» **DIRECTIONS**
Return all lines of the data in which the string "OutboundMessage" occurs.

************

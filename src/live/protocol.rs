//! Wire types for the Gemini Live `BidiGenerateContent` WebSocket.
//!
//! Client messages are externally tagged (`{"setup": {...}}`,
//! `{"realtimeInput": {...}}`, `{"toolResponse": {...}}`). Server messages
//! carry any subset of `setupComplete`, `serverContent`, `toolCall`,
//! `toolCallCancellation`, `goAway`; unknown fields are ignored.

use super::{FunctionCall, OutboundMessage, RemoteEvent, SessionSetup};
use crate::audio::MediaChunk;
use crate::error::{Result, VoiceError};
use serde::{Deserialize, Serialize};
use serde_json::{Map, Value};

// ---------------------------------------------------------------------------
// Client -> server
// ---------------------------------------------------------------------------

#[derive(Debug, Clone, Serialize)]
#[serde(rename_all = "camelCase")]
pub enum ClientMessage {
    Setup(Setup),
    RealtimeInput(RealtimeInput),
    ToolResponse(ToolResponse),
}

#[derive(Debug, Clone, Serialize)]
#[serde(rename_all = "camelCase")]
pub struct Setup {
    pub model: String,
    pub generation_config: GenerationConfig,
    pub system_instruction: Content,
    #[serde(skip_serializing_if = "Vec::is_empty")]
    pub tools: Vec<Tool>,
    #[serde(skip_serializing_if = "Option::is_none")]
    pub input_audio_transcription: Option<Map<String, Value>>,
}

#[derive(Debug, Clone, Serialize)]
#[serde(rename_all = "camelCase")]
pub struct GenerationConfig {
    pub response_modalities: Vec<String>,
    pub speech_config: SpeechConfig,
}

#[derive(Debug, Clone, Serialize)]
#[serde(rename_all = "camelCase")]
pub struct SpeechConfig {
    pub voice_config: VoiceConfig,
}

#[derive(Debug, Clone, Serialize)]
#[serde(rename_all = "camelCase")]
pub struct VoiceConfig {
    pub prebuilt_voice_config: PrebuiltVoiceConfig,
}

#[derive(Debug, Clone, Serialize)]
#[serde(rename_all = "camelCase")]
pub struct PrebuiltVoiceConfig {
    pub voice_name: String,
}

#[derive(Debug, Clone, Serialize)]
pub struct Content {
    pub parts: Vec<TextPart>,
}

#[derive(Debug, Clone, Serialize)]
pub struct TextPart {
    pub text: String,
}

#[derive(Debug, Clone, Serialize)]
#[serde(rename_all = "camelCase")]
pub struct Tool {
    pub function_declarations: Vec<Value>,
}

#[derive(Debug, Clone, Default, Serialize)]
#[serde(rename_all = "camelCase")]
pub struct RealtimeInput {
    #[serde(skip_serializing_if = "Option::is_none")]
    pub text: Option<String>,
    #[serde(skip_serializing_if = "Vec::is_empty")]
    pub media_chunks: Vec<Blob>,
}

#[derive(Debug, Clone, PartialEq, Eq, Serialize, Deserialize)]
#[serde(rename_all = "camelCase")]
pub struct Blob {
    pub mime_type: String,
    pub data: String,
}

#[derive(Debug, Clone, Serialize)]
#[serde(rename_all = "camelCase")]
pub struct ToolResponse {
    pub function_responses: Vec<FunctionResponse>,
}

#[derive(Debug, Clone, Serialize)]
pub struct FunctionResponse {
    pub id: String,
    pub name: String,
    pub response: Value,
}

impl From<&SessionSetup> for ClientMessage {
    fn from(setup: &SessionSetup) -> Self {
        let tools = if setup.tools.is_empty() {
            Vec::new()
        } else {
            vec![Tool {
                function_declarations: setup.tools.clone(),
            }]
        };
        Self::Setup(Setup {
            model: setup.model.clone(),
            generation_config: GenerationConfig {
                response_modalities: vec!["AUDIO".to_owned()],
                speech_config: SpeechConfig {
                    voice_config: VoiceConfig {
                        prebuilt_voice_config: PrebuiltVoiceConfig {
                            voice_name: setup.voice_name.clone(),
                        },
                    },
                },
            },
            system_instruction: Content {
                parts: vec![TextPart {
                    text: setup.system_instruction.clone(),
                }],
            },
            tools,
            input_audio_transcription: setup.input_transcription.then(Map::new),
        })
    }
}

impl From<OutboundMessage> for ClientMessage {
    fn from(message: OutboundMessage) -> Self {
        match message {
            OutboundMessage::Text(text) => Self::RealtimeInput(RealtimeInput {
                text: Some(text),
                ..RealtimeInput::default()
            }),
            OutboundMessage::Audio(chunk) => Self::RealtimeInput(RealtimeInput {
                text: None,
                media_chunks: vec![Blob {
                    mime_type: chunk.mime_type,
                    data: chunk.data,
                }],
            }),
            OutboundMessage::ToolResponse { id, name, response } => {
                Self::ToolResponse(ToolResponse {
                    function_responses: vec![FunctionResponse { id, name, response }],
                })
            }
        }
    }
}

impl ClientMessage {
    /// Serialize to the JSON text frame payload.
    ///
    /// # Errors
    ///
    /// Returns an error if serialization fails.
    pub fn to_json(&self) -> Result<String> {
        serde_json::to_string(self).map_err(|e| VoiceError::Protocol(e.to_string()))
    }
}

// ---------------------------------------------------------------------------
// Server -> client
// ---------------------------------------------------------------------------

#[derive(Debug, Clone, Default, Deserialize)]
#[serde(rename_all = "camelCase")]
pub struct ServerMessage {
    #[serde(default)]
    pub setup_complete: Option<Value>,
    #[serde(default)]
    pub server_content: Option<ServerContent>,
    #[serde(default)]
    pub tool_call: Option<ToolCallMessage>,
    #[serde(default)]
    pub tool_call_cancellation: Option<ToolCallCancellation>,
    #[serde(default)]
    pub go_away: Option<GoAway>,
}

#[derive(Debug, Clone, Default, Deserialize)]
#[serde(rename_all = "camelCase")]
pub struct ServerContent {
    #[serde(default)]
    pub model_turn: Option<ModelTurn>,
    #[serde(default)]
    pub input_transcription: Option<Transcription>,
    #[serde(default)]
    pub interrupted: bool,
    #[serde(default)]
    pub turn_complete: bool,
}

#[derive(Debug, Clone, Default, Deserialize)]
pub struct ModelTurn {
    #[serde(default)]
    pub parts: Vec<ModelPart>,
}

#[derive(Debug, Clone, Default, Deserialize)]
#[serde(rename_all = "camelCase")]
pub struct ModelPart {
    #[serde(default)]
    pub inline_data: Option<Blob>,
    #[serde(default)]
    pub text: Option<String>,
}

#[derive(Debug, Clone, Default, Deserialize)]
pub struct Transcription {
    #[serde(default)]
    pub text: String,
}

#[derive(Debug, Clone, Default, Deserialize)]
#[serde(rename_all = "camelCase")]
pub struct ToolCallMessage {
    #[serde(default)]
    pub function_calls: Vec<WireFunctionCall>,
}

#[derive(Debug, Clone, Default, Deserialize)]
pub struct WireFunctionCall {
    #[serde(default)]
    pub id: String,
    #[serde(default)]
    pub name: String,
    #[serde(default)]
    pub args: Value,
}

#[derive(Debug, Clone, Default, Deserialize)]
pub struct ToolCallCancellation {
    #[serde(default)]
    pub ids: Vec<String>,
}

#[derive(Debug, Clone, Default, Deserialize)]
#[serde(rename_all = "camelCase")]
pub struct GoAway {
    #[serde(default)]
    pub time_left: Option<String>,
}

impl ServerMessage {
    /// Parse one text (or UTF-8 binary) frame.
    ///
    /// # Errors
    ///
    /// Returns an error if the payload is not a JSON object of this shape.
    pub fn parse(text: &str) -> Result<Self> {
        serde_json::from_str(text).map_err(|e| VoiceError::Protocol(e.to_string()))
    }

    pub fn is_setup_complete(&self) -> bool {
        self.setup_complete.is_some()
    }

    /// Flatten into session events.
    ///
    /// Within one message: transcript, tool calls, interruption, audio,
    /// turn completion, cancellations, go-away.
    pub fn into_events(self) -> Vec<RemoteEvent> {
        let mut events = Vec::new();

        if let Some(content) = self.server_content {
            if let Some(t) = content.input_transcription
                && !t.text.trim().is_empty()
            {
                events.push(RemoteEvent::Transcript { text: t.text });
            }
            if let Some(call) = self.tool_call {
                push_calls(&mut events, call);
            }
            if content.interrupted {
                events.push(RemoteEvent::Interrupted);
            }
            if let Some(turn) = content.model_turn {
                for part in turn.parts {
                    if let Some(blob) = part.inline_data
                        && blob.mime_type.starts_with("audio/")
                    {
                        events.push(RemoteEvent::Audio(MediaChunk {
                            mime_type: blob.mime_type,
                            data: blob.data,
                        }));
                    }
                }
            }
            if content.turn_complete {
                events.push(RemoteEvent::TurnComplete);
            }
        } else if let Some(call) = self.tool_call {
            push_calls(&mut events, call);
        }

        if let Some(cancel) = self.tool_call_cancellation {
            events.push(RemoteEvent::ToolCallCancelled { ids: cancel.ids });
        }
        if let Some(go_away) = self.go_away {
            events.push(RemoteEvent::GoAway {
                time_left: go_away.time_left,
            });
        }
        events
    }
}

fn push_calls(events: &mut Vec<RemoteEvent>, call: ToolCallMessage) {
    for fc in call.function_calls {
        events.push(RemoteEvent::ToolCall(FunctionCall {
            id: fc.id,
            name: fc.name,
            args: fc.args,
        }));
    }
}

************

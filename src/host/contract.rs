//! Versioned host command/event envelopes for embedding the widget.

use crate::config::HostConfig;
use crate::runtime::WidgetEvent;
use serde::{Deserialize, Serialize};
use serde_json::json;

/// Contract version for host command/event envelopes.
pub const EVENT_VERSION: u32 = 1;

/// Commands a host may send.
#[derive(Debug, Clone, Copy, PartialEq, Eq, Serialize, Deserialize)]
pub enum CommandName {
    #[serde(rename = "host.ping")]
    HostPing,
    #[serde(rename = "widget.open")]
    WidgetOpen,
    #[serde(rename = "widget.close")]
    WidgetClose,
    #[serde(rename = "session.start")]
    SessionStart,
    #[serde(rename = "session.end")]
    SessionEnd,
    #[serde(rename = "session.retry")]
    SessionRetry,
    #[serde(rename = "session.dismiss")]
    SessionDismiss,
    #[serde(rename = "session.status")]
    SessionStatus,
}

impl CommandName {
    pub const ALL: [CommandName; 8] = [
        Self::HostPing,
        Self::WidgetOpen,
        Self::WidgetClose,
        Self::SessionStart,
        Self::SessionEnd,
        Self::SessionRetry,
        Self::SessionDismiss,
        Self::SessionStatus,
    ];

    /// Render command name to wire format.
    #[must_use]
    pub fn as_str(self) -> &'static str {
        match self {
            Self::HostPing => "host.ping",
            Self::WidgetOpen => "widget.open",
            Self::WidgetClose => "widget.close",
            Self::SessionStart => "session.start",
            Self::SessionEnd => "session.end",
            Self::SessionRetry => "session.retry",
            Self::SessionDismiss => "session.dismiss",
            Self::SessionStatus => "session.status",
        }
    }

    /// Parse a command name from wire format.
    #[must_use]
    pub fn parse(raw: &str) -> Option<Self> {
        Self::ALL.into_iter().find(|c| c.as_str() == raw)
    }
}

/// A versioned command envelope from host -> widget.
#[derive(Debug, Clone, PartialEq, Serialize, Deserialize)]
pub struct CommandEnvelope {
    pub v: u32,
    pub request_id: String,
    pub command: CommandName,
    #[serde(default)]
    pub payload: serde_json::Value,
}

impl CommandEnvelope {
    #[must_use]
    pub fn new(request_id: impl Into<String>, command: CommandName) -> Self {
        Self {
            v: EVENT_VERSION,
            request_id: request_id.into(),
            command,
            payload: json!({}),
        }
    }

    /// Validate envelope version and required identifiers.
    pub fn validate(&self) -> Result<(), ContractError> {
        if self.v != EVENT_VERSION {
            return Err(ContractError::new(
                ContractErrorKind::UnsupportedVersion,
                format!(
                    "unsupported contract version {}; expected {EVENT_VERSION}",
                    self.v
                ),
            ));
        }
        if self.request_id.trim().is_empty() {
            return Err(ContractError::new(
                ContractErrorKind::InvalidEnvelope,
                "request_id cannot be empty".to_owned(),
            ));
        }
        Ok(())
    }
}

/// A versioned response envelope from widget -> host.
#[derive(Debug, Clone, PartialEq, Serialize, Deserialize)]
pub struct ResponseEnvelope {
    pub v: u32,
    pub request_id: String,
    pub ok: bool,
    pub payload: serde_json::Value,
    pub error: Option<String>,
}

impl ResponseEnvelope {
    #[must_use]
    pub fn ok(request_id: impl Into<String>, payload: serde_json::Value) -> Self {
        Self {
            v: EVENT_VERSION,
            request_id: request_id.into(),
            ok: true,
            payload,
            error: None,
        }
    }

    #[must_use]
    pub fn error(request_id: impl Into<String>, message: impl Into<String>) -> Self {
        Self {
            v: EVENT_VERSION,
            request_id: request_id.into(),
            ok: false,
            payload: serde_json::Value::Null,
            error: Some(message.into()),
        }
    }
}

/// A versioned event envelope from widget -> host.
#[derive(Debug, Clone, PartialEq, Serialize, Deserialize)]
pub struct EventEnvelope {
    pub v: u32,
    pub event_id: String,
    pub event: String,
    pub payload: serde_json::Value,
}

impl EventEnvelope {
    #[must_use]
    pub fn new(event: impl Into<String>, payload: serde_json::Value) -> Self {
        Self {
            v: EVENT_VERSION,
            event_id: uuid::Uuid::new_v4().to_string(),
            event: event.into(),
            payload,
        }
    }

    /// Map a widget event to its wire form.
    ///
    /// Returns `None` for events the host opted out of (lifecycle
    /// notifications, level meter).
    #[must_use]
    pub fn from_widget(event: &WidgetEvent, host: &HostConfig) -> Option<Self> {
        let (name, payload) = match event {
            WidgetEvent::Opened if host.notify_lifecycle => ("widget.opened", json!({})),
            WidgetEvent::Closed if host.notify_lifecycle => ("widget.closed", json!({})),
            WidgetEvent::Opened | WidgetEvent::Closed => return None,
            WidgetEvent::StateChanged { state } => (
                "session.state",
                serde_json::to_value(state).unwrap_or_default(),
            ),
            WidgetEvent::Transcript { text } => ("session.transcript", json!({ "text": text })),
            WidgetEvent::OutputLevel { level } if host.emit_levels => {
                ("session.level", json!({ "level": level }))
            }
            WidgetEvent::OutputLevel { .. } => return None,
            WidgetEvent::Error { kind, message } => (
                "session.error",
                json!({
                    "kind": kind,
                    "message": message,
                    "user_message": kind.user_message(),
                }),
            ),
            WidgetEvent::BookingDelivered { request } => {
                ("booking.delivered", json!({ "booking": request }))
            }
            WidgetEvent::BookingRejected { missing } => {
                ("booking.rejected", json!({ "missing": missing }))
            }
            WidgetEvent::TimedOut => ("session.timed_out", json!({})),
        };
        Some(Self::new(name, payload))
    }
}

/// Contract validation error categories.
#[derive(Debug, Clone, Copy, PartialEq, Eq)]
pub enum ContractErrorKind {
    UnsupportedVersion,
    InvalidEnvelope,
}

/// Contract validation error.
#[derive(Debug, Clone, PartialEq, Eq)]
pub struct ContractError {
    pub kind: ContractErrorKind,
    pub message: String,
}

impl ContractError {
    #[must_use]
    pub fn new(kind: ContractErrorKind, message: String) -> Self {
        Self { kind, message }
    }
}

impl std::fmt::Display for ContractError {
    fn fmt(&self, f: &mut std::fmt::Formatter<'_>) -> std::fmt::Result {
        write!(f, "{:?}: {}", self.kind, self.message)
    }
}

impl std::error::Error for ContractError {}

************

» **THE ANSWER**
use super::{FunctionCall, OutboundMessage, RemoteEvent, SessionSetup};
impl From<OutboundMessage> for ClientMessage {
    fn from(message: OutboundMessage) -> Self {
            OutboundMessage::Text(text) => Self::RealtimeInput(RealtimeInput {
            OutboundMessage::Audio(chunk) => Self::RealtimeInput(RealtimeInput {
            OutboundMessage::ToolResponse { id, name, response } => {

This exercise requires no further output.